Dataset content —
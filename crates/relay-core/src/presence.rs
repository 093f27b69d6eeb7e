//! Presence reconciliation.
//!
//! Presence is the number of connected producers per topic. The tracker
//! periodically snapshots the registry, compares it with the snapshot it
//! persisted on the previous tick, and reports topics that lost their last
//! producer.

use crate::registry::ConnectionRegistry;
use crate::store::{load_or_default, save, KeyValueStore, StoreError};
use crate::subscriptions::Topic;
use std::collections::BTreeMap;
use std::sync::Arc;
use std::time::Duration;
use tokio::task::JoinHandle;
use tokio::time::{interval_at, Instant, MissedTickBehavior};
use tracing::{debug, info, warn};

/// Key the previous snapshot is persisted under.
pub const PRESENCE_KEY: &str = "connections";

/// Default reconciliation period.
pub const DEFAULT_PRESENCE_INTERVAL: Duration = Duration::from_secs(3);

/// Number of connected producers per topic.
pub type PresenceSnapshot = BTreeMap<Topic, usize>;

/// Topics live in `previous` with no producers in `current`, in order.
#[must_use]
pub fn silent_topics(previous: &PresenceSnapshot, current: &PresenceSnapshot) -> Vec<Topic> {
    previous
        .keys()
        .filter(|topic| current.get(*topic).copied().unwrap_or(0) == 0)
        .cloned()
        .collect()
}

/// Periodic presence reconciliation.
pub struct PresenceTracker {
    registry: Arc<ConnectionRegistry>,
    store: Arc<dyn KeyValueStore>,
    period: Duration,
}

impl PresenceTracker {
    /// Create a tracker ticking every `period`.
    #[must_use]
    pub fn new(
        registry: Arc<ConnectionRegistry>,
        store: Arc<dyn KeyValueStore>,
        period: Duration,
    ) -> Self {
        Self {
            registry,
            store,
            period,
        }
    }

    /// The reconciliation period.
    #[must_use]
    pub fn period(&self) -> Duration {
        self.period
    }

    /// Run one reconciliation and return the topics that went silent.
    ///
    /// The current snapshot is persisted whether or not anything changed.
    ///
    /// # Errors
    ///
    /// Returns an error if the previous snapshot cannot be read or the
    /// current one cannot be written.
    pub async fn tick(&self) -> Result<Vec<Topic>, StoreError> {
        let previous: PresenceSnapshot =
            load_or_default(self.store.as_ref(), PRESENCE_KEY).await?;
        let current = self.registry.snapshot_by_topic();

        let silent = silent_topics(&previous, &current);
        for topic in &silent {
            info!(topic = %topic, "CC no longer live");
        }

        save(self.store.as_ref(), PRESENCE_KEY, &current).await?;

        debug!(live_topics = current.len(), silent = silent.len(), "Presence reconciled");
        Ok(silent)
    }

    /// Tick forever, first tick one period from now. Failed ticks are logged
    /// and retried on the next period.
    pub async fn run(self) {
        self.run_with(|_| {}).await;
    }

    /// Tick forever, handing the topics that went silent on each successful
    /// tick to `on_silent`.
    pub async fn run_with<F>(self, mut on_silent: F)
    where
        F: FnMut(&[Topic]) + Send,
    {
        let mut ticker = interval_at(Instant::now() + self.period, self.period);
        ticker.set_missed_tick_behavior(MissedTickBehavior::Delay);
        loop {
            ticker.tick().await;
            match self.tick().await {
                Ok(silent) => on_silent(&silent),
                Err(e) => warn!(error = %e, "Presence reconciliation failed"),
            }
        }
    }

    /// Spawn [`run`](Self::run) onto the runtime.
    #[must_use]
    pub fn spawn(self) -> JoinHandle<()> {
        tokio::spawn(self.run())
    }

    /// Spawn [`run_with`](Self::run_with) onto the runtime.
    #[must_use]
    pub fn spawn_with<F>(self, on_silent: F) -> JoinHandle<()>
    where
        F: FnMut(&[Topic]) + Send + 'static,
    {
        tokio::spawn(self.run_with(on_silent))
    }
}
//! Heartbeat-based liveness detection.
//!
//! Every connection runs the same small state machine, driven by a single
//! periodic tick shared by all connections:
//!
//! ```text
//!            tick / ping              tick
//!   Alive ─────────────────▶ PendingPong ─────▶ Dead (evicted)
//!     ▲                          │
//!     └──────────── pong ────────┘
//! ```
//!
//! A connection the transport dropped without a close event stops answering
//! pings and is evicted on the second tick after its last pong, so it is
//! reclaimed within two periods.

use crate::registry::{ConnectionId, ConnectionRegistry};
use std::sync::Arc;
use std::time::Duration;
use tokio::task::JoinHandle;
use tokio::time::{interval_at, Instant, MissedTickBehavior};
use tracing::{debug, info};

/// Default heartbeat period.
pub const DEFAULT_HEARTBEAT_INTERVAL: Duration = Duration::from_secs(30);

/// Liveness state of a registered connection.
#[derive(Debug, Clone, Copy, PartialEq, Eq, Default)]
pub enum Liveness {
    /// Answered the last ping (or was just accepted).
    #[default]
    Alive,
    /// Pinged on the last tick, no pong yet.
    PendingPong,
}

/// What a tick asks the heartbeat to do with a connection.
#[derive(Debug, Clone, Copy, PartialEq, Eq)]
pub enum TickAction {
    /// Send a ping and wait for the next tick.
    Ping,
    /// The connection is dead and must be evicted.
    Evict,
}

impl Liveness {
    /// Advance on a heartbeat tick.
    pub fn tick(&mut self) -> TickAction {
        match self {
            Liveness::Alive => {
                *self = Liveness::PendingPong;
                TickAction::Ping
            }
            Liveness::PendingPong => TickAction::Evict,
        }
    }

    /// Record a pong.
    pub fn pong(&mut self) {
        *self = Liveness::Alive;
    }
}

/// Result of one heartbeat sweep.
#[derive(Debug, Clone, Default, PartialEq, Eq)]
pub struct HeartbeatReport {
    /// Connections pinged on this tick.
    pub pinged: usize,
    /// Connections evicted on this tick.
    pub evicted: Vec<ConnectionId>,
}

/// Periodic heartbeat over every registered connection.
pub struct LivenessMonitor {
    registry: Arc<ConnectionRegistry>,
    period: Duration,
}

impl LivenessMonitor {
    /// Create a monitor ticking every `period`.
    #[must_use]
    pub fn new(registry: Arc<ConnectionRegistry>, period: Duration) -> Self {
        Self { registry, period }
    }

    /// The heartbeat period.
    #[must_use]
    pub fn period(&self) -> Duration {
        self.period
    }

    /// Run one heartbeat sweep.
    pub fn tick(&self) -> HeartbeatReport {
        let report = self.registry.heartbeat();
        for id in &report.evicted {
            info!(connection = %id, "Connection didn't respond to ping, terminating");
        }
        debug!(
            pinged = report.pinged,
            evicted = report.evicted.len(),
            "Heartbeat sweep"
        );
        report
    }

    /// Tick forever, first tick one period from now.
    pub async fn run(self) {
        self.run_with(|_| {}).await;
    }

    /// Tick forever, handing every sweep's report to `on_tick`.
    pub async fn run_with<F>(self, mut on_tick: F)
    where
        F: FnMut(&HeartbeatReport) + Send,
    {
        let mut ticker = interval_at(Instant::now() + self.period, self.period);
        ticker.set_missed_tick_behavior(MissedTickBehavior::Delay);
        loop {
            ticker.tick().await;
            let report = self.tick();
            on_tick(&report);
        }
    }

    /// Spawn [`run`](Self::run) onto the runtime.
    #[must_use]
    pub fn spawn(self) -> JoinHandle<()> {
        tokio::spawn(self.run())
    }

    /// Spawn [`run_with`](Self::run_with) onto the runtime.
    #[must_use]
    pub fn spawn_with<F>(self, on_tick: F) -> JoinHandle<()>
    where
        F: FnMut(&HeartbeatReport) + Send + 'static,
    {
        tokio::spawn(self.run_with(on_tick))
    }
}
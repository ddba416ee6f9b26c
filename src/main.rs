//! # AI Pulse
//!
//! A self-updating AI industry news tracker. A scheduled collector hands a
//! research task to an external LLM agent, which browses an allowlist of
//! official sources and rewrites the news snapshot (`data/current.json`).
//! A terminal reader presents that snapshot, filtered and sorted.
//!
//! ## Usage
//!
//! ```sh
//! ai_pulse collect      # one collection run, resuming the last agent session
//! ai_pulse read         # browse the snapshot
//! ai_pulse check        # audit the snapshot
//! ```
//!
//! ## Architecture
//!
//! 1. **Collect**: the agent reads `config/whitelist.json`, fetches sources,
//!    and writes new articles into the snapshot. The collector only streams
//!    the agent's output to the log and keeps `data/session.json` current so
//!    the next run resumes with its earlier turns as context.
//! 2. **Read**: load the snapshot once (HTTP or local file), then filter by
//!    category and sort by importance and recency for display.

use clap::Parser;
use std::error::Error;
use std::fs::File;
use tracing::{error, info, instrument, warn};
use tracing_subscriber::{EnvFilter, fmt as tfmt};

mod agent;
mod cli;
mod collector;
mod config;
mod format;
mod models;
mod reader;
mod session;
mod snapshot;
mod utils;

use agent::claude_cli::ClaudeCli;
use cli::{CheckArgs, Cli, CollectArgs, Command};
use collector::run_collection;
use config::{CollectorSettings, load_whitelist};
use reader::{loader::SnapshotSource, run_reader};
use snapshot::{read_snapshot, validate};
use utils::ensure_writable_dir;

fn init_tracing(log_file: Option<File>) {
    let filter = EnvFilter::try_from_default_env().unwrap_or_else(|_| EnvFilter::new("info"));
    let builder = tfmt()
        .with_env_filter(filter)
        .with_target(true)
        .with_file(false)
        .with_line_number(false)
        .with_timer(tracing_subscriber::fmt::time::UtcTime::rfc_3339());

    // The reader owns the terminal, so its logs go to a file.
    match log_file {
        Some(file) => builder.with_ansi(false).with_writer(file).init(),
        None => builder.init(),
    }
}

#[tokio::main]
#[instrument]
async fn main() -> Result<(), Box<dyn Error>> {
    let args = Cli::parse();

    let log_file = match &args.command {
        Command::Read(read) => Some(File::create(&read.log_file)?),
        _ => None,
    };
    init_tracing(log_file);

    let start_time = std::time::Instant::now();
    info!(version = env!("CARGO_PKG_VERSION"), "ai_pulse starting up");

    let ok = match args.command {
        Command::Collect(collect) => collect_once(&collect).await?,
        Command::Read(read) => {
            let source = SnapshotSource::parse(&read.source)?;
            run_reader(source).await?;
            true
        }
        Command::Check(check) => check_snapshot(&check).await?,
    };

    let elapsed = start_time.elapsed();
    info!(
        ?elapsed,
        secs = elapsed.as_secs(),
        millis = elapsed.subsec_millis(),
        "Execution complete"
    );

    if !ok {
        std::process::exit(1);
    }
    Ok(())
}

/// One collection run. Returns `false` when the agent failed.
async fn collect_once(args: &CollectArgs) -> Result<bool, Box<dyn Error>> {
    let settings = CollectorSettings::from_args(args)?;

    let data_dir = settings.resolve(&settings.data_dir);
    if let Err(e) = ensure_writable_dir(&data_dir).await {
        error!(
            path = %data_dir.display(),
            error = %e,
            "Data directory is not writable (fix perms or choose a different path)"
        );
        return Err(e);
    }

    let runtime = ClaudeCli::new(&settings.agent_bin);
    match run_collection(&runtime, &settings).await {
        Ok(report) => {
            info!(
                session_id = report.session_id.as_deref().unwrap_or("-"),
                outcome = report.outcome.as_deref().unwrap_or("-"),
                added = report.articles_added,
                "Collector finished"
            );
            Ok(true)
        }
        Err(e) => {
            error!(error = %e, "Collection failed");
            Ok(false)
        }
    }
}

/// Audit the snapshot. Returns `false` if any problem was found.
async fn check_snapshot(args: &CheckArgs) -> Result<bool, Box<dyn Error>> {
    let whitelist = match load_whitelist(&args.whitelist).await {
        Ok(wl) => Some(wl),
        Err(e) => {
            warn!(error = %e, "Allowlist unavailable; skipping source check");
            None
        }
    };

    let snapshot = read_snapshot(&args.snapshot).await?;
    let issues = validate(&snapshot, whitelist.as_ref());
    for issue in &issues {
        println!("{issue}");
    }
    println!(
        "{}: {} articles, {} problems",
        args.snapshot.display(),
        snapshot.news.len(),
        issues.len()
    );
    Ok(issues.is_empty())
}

To do —
Within the material above, copy exactly the lines from the line that holds "TickAction::Ping" up to and including the line that holds "for id in &report.evicted".

Exercise output —
                TickAction::Ping
            }
            Liveness::PendingPong => TickAction::Evict,
        }
    }

    /// Record a pong.
    pub fn pong(&mut self) {
        *self = Liveness::Alive;
    }
}

/// Result of one heartbeat sweep.
#[derive(Debug, Clone, Default, PartialEq, Eq)]
pub struct HeartbeatReport {
    /// Connections pinged on this tick.
    pub pinged: usize,
    /// Connections evicted on this tick.
    pub evicted: Vec<ConnectionId>,
}

/// Periodic heartbeat over every registered connection.
pub struct LivenessMonitor {
    registry: Arc<ConnectionRegistry>,
    period: Duration,
}

impl LivenessMonitor {
    /// Create a monitor ticking every `period`.
    #[must_use]
    pub fn new(registry: Arc<ConnectionRegistry>, period: Duration) -> Self {
        Self { registry, period }
    }

    /// The heartbeat period.
    #[must_use]
    pub fn period(&self) -> Duration {
        self.period
    }

    /// Run one heartbeat sweep.
    pub fn tick(&self) -> HeartbeatReport {
        let report = self.registry.heartbeat();
        for id in &report.evicted {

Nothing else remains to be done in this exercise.